Constructor Examples

from chisel import ChiselApp, GPUType

# Recommended: Using GPUType enum
app = ChiselApp("my-app", gpu=GPUType.A100_80GB_2)

Methods

@capture_trace()

Decorator for marking functions for GPU execution and performance tracing.
@app.capture_trace(
    trace_name=None,
    record_shapes=False,
    profile_memory=False
)
def my_function():
    pass
trace_name
string
Identifier for the operation used in tracing and monitoring. Helps identify functions in job logs and performance analysis.
record_shapes
boolean
default:"false"
Records tensor shapes and dimensions for debugging purposes. Useful for identifying shape mismatches and tensor operations.
profile_memory
boolean
default:"false"
Profiles memory allocation and usage during execution. Helps identify memory bottlenecks and optimization opportunities.

Decorator Examples

@app.capture_trace(trace_name="matrix_operations")
def matrix_multiply(a, b):
    import torch
    device = "cuda" if torch.cuda.is_available() else "cpu"
    
    a_tensor = torch.tensor(a, device=device)
    b_tensor = torch.tensor(b, device=device)
    result = torch.mm(a_tensor, b_tensor)
    
    return result.cpu().numpy()

Properties

activated

activated
boolean
Indicates whether ChiselApp is in active GPU mode. Returns True when CHISEL_ACTIVATED=1 environment variable is set.
import os

app = ChiselApp("my-app")

if app.activated:
    print("🚀 Running on cloud GPU")
else:
    print("💻 Running locally")

# Alternative check
if os.environ.get("CHISEL_ACTIVATED") == "1":
    print("🚀 Chisel is activated")

gpu

gpu
string | None
Current GPU configuration in string format (e.g., “A100-80GB:2”). Automatically converts from GPUType enum if provided in constructor.
app = ChiselApp("my-app", gpu=GPUType.A100_80GB_4)
print(app.gpu)  # Output: "A100-80GB:4"

Advanced Usage

Multiple Applications

Create different ChiselApp instances for different workloads:
from chisel import ChiselApp, GPUType

# Lightweight preprocessing
prep_app = ChiselApp("preprocessing", gpu=GPUType.A100_80GB_1)

# Heavy training workload
train_app = ChiselApp("training", gpu=GPUType.A100_80GB_8)
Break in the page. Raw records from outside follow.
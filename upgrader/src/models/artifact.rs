//! Artifact references

use std::path::PathBuf;

use serde::{Deserialize, Serialize};

/// A file produced by the tool (config backup, snapshot, rendered report)
#[derive(Debug, Clone, PartialEq, Eq, Serialize, Deserialize)]
pub struct ArtifactRef {
    /// Location of the artifact on disk
    pub path: PathBuf,

    /// SHA-256 digest of the written bytes, hex encoded
    pub sha256: String,
}

impl std::fmt::Display for ArtifactRef {
    fn fmt(&self, f: &mut std::fmt::Formatter<'_>) -> std::fmt::Result {
        write!(f, "{} (sha256 {})", self.path.display(), &self.sha256[..12.min(self.sha256.len())])
    }
}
@prep_app.capture_trace(trace_name="data_cleaning")
def clean_data(raw_data):
    # Light GPU work
    return cleaned_data

@train_app.capture_trace(trace_name="heavy_training")
def train_large_model(data):
    # Heavy GPU work requiring 8 GPUs
    return trained_model

Conditional Activation

Check if Chisel is activated for different execution paths:
import os
from chisel import ChiselApp, GPUType

app = ChiselApp("conditional-app", gpu=GPUType.A100_80GB_2)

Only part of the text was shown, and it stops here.